Dr. Alan Pitt is an attending physician and professor at the Barrow Neurological Institute, and adjunct professor for ASU and University of Arizona. Pitt is a neuroradiologist who has worked with many projects bridging the medical and technology fields.
Many radiologists are involved with the health IT space, he says, because they work with computers all day. However, innovation in the health system is a difficult journey. Innovators and startups in health technology are often disconnected from the medical ecosystem that must bring the idea forward.
“So they’ll take their ideas and they’ll have technical skills to build that idea, and they’ll try to take it forward and they often fail,” Dr. Pitt said. “They often fail because there are nuances to healthcare that they just don’t understand.”
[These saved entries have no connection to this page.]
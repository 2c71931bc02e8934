// ABOUTME: Fixed, compiled-in observer list attached to the event bus at startup
// ABOUTME: Unlike the original's dynamically loaded plugin scripts, subscribers here are Rust types

use crate::events::{Event, EventBus, Subscriber};
use std::sync::Arc;
use tracing::{debug, info};

/// Logs stream lifecycle and client-count transitions. Stands in for the
/// original's `clientspec`-style per-connection metadata recorder: it
/// observes the same events but only logs, it doesn't persist anything.
pub struct StreamLifecycleLogger;

impl Subscriber for StreamLifecycleLogger {
    fn handle(&self, event: &Event) {
        match event {
            Event::StartStreaming => info!("upstream stream started"),
            Event::FinishStreaming => info!("upstream stream finished"),
            Event::ClientNum(count) => debug!(clients = count, "downstream client count changed"),
            Event::Dead => info!("watched endpoint went down"),
            Event::Alive => info!("watched endpoint came up"),
            _ => {}
        }
    }
}

/// Installs the fixed set of built-in subscribers onto `events`.
///
/// There is no dynamic `.py`-file loading here: that's a scripting-language
/// feature with no idiomatic Rust equivalent, so the registry is just this
/// one function wiring up compiled-in [`Subscriber`] implementations.
pub fn install_defaults(events: &Arc<EventBus>) {
    events.subscribe_global(Arc::new(StreamLifecycleLogger));
}

#[cfg(test)]
mod tests {
    use super::*;

    #[test]
    fn installing_defaults_does_not_panic_on_dispatch() {
        let events = Arc::new(EventBus::new());
        install_defaults(&events);
        events.notify(Event::StartStreaming);
        events.notify(Event::ClientNum(3));
    }
}
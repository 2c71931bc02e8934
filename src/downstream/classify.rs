// ABOUTME: Classifies an incoming downstream request into a response strategy
// ABOUTME: Mirrors the origin's pragma-sniffing rules, not HTTP routing (there is exactly one path)

use crate::pragma::{self, PragmaMap};
use std::collections::HashMap;

#[derive(Debug, Clone, PartialEq)]
pub struct RequestLine {
    pub method: String,
    pub path: String,
    pub version: String,
}

/// A fully parsed downstream request: request line, lowercase-keyed headers,
/// and the `Pragma` sub-map (already lowercase-keyed, see [`pragma::parse`]).
#[derive(Debug, Clone)]
pub struct ParsedRequest {
    pub line: RequestLine,
    pub headers: HashMap<String, String>,
    pub pragma: PragmaMap,
}

const STREAMING_PRAGMAS: [&str; 3] = ["xplaystrm", "stream-switch-count", "stream-switch-entry"];
const HEADER_PRAGMAS: [&str; 9] = [
    "xplaystrm",
    "stream-switch-count",
    "stream-switch-entry",
    "rate",
    "stream-time",
    "stream-offset",
    "request-context",
    "max-duration",
    "xclientguid",
];

#[derive(Debug, Clone, PartialEq)]
pub enum Classification {
    LogPost,
    NotReady,
    Streaming,
    HeaderOnly,
    Playlist { href: String },
    ShoutcastProbe,
    UnknownHeaders,
}

/// Rewrites a two-token request line (`"GET HTTP/1.0"`) by inserting the
/// missing path, tolerating a malformed request line.
pub fn normalize_request_line(line: &str) -> String {
    let tokens: Vec<&str> = line.split_whitespace().collect();
    if tokens.len() == 2 && tokens[1].starts_with("HTTP/") {
        format!("{} / {}", tokens[0], tokens[1])
    } else {
        line.to_string()
    }
}

pub fn parse_request_line(line: &str) -> Option<RequestLine> {
    let normalized = normalize_request_line(line);
    let tokens: Vec<&str> = normalized.split_whitespace().collect();
    if tokens.len() < 2 {
        return None;
    }
    Some(RequestLine {
        method: tokens[0].to_string(),
        path: tokens[1].to_string(),
        version: tokens.get(2).copied().unwrap_or("HTTP/1.0").to_string(),
    })
}

pub fn parse_headers(lines: &[String]) -> (HashMap<String, String>, PragmaMap) {
    let mut headers = HashMap::new();
    let mut pragma = PragmaMap::new();
    for line in lines {
        if let Some((name, value)) = line.split_once(':') {
            let name = name.trim().to_lowercase();
            let value = value.trim().to_string();
            if name == "pragma" {
                pragma = pragma::parse(&value);
            }
            headers.insert(name, value);
        }
    }
    (headers, pragma)
}

/// Classifies a GET/POST request. Callers are expected to have already ruled
/// out anything that isn't GET or POST at the transport layer.
pub fn classify(req: &ParsedRequest, is_ready: bool, server_port: u16) -> Classification {
    if req.line.method.eq_ignore_ascii_case("POST") && req.pragma.contains_key("log-line") {
        return Classification::LogPost;
    }
    if !is_ready {
        return Classification::NotReady;
    }

    let is_streaming = STREAMING_PRAGMAS.iter().any(|k| req.pragma.contains_key(*k))
        || req
            .pragma
            .get("request-context")
            .is_some_and(|v| v != "1");
    if is_streaming {
        return Classification::Streaming;
    }

    if HEADER_PRAGMAS.iter().any(|k| req.pragma.contains_key(*k)) {
        return Classification::HeaderOnly;
    }

    if req.headers.contains_key("icy-metadata") {
        return Classification::ShoutcastProbe;
    }

    match req.headers.get("host") {
        Some(host) => Classification::Playlist {
            href: mms_url(host, &req.line.path, server_port),
        },
        None => Classification::UnknownHeaders,
    }
}

fn mms_url(host_header: &str, path: &str, server_port: u16) -> String {
    if host_header.contains(':') {
        format!("mms://{host_header}{path}")
    } else {
        format!("mms://{host_header}:{server_port}{path}")
    }
}

#[cfg(test)]
mod tests {
    use super::*;

    fn req(method: &str, path: &str, pragma: &[(&str, &str)], headers: &[(&str, &str)]) -> ParsedRequest {
        let mut pragma_map = PragmaMap::new();
        for (k, v) in pragma {
            pragma_map.insert(k.to_string(), v.to_string());
        }
        let mut header_map = HashMap::new();
        for (k, v) in headers {
            header_map.insert(k.to_lowercase(), v.to_string());
        }
        ParsedRequest {
            line: RequestLine {
                method: method.to_string(),
                path: path.to_string(),
                version: "HTTP/1.1".to_string(),
            },
            headers: header_map,
            pragma: pragma_map,
        }
    }

    #[test]
    fn malformed_two_token_request_line_gets_a_path() {
        assert_eq!(normalize_request_line("GET HTTP/1.0"), "GET / HTTP/1.0");
        assert_eq!(normalize_request_line("GET /live HTTP/1.0"), "GET /live HTTP/1.0");
    }

    #[test]
    fn streaming_pragma_wins() {
        let r = req("GET", "/live", &[("xplaystrm", "1")], &[]);
        assert_eq!(classify(&r, true, 8080), Classification::Streaming);
    }

    #[test]
    fn request_context_not_one_is_streaming() {
        let r = req("GET", "/live", &[("request-context", "2")], &[]);
        assert_eq!(classify(&r, true, 8080), Classification::Streaming);
    }

    #[test]
    fn header_only_pragma_without_streaming_flags() {
        let r = req("GET", "/live", &[("rate", "1.0")], &[]);
        assert_eq!(classify(&r, true, 8080), Classification::HeaderOnly);
    }

    #[test]
    fn plain_browser_with_host_gets_playlist() {
        let r = req("GET", "/live", &[], &[("Host", "cdn.example:9000")]);
        assert_eq!(
            classify(&r, true, 8080),
            Classification::Playlist {
                href: "mms://cdn.example:9000/live".to_string()
            }
        );
    }

    #[test]
    fn playlist_host_without_port_gets_server_port_appended() {
        let r = req("GET", "/live", &[], &[("Host", "cdn.example")]);
        assert_eq!(
            classify(&r, true, 8080),
            Classification::Playlist {
                href: "mms://cdn.example:8080/live".to_string()
            }
        );
    }

    #[test]
    fn shoutcast_probe_without_host() {
        let r = req("GET", "/", &[], &[("Icy-MetaData", "1")]);
        assert_eq!(classify(&r, true, 8080), Classification::ShoutcastProbe);
    }

    #[test]
    fn no_host_no_icy_is_unknown_headers() {
        let r = req("GET", "/", &[], &[]);
        assert_eq!(classify(&r, true, 8080), Classification::UnknownHeaders);
    }

    #[test]
    fn not_ready_short_circuits_everything_but_log_post() {
        let r = req("GET", "/live", &[("xplaystrm", "1")], &[]);
        assert_eq!(classify(&r, false, 8080), Classification::NotReady);
    }

    #[test]
    fn log_post_wins_even_when_not_ready() {
        let r = req("POST", "/", &[("log-line", "x")], &[]);
        assert_eq!(classify(&r, false, 8080), Classification::LogPost);
    }
}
One of the innovative technologies, with which Dr. Pitt has been involved, was an automation tool that helps doctors put pedicle screws for back pain.
“Who’s ever put a stud in a wall knows that occasionally your hands slips as you put that stud in. If you’re not in the right place on the wall, your hand is going to slip," he said. "Well, guess what? When spine surgeons put these screws, hardware in your back vein, they also slip, and when they slip, it’s not so good, because they go into bad things.”
They created a team to build a company: Excelsius Robotics. Dr. Pitt emphasized the importance of having the right people in a health technology startup. They needed voices familiar with healthcare, technology, business and engineering. They were able to partner with a hospital to invest in their project.
The proper healthcare investor is important to a medical technology idea. Even small projects run $250,000 at least, with engineering, lab and clinical time to show the idea is worth it.
Hospitals also aren’t likely to fund the project upfront because they don’t run on the sort of business model as a startup. But instead, hospitals often do an in-kind partnership, trading time and services.
Dr. Pitt recommends going to a small hospital system to get in the door, and to market, faster. Trying the device or software out can take months, or over a year, and funds can run out quickly while the product is still in trial.